Using build.zig, these flags are supplied using a struct called std.Target.Query, where you can specify the architecture, cpu model etc.:
const target_default: std.Target.Query = .{
.cpu_arch = .thumb,
.os_tag = .freestanding,
.abi = .eabi,
.cpu_model = std.Target.Query.CpuModel{ .explicit = &std.Target.arm.cpu.cortex_m4 },
.cpu_features_add = std.Target.arm.featureSet(
&[_]std.Target.arm.Feature{
std.Target.arm.Feature.vfp4d16sp,
},
),
};
You can see (with hindsight) that these match up. However, if you look closer,
you can see that the flag -mfpu=fpv4-sp-d16 matches, but isn't identical to
std.Target.arm.Feature.vfp4d16sp. I found trying to translate these flags was
a bit of a nightmare.
Luckily, since I worked through this last year, someone has written what looks like a great tool/library called gatz which should be able to translate the zig target structure from your GCC compiler flags. I'm excited to try it out!
NewLib
Another annoying thing about using build.zig over arm-none-eabi-gcc for
compiling C code at least, was trying to integrate Newlib. arm-none-eabi-gcc
includes a small libc implementation called
Newlib
You can specify GCC to include Newlib in an embedded project by passing the
args --specs nano.specs.
This is a nice article about including Newlib in an embedded
project
However, while zig includes cross compilers for arm, with the ability to
configure the target, it doesn't seem to include an implementation of Newlib.

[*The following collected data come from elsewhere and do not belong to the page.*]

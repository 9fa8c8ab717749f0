//! Type system for tensor values and node attributes.

/// Element type of a tensor value.
#[derive(Clone, Copy, Debug, Hash, Eq, PartialEq, Ord, PartialOrd)]
pub enum ElemType {
    /// 32-bit floating point.
    F32,
    /// 8-bit unsigned integer.
    U8,
    /// 8-bit signed integer.
    I8,
    /// 32-bit signed integer.
    I32,
    /// 64-bit signed integer.
    I64,
}

impl ElemType {
    /// Whether this is a floating-point type.
    pub fn is_float(self) -> bool {
        matches!(self, Self::F32)
    }

    /// Whether this is a type quantized tensors are stored in.
    pub fn is_quantized(self) -> bool {
        matches!(self, Self::U8 | Self::I8)
    }
}

/// One dimension of a tensor shape.
#[derive(Clone, Debug, Hash, Eq, PartialEq)]
pub enum Dimension {
    /// A dimension of known extent.
    Fixed(i64),
    /// A named dimension whose extent is unknown until runtime.
    Symbolic(String),
}

/// The shape of a tensor value. A rank-0 shape denotes a scalar.
#[derive(Clone, Debug, Default, Hash, Eq, PartialEq)]
pub struct TensorShape {
    /// Outermost dimension first.
    pub dims: Vec<Dimension>,
}

impl TensorShape {
    /// Builds a shape with all dimensions fixed.
    pub fn fixed(dims: &[i64]) -> Self {
        Self {
            dims: dims.iter().map(|&d| Dimension::Fixed(d)).collect(),
        }
    }

    /// The rank-0 scalar shape.
    pub fn scalar() -> Self {
        Self::default()
    }

    /// Number of dimensions.
    pub fn rank(&self) -> usize {
        self.dims.len()
    }

    /// Total element count, or `None` if any dimension is symbolic.
    pub fn num_elements(&self) -> Option<i64> {
        self.dims.iter().try_fold(1i64, |acc, d| match d {
            Dimension::Fixed(n) => Some(acc * n),
            Dimension::Symbolic(_) => None,
        })
    }
}

/// Constant tensor contents, stored as a typed flat buffer.
#[derive(Clone, Debug, PartialEq)]
pub enum TensorData {
    /// 32-bit float elements.
    F32(Vec<f32>),
    /// 8-bit unsigned elements.
    U8(Vec<u8>),
    /// 8-bit signed elements.
    I8(Vec<i8>),
    /// 32-bit signed elements.
    I32(Vec<i32>),
    /// 64-bit signed elements.
    I64(Vec<i64>),
}

impl TensorData {
    /// Element type of the stored buffer.
    pub fn elem_type(&self) -> ElemType {
        match self {
            Self::F32(_) => ElemType::F32,
            Self::U8(_) => ElemType::U8,
            Self::I8(_) => ElemType::I8,
            Self::I32(_) => ElemType::I32,
            Self::I64(_) => ElemType::I64,
        }
    }

    /// Number of elements.
    pub fn len(&self) -> usize {
        match self {
            Self::F32(v) => v.len(),
            Self::U8(v) => v.len(),
            Self::I8(v) => v.len(),
            Self::I32(v) => v.len(),
            Self::I64(v) => v.len(),
        }
    }

    /// Whether the buffer holds no elements.
    pub fn is_empty(&self) -> bool {
        self.len() == 0
    }

    /// The single `f32` element, if this is a one-element float buffer.
    pub fn scalar_f32(&self) -> Option<f32> {
        match self {
            Self::F32(v) if v.len() == 1 => Some(v[0]),
            _ => None,
        }
    }

    /// The single integer element widened to `i32`, if this is a
    /// one-element buffer of a type that fits.
    pub fn scalar_i32(&self) -> Option<i32> {
        match self {
            Self::U8(v) if v.len() == 1 => Some(i32::from(v[0])),
            Self::I8(v) if v.len() == 1 => Some(i32::from(v[0])),
            Self::I32(v) if v.len() == 1 => Some(v[0]),
            _ => None,
        }
    }
}

/// An attribute value attached to a node.
#[derive(Clone, Debug, PartialEq)]
pub enum AttrValue {
    /// Single integer.
    Int(i64),
    /// List of integers.
    Ints(Vec<i64>),
    /// Single float.
    Float(f32),
    /// List of floats.
    Floats(Vec<f32>),
    /// String.
    Str(String),
    /// Constant tensor.
    Tensor(TensorData),
}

It seems to include other libc implementations that can be linked in, such as
musl. Hopefully someone can get Newlib included too!
Newlib allows you to use lots of libc standard library functions by providing
implementations for syscalls that the library functions use. In my project, the
only standard library functions I used was memcpy, which to be honest
wouldn't require Newlib (I could implement it myself), but I wanted to see how
to get Newlib linking anyway.
arm-none-eabi-gcc comes with the Newlib library, and luckily
some other (smarter) people
had already come across this problem, and I was able to use their
solution of writing a zig function in build.zig that would search for the
arm-none-eabi-gcc toolchain and find Newlib to link against.
Map Files
Something I still haven't figured out is how to get build.zig to output map
files. Using the gcc toolchain, you can pass -Wl,-Map=$@.map as an argument
to the linker, which will create a map file, which gives you information about
all the symbols in your firmware, and where they are located. This can be super
useful for debugging any crashes on target where you have a Link Register and
Program Counter value, as they can help you determine where the crash might
have occurred. See
this blog post
for more on map files.
It seems like zig might never support generating map
files,
but hopefully they come up with an equivalent diagnostic tool. You can get a
similar output by running arm-none-eabi-objdump -dh target.elf, so its not
too big of an issue.
Evaluation?
If the level of C interop doesn't change, and the build system gets some additional features for more fine grained control of compiling and linking, then I can absolutely imagine a future where Zig is used in tandem with C for embedded software professionally.
At this point I haven't even really written any zig, just spent all my time fiddling with the build system. Hopefully moving forward I can focus more on the language itself.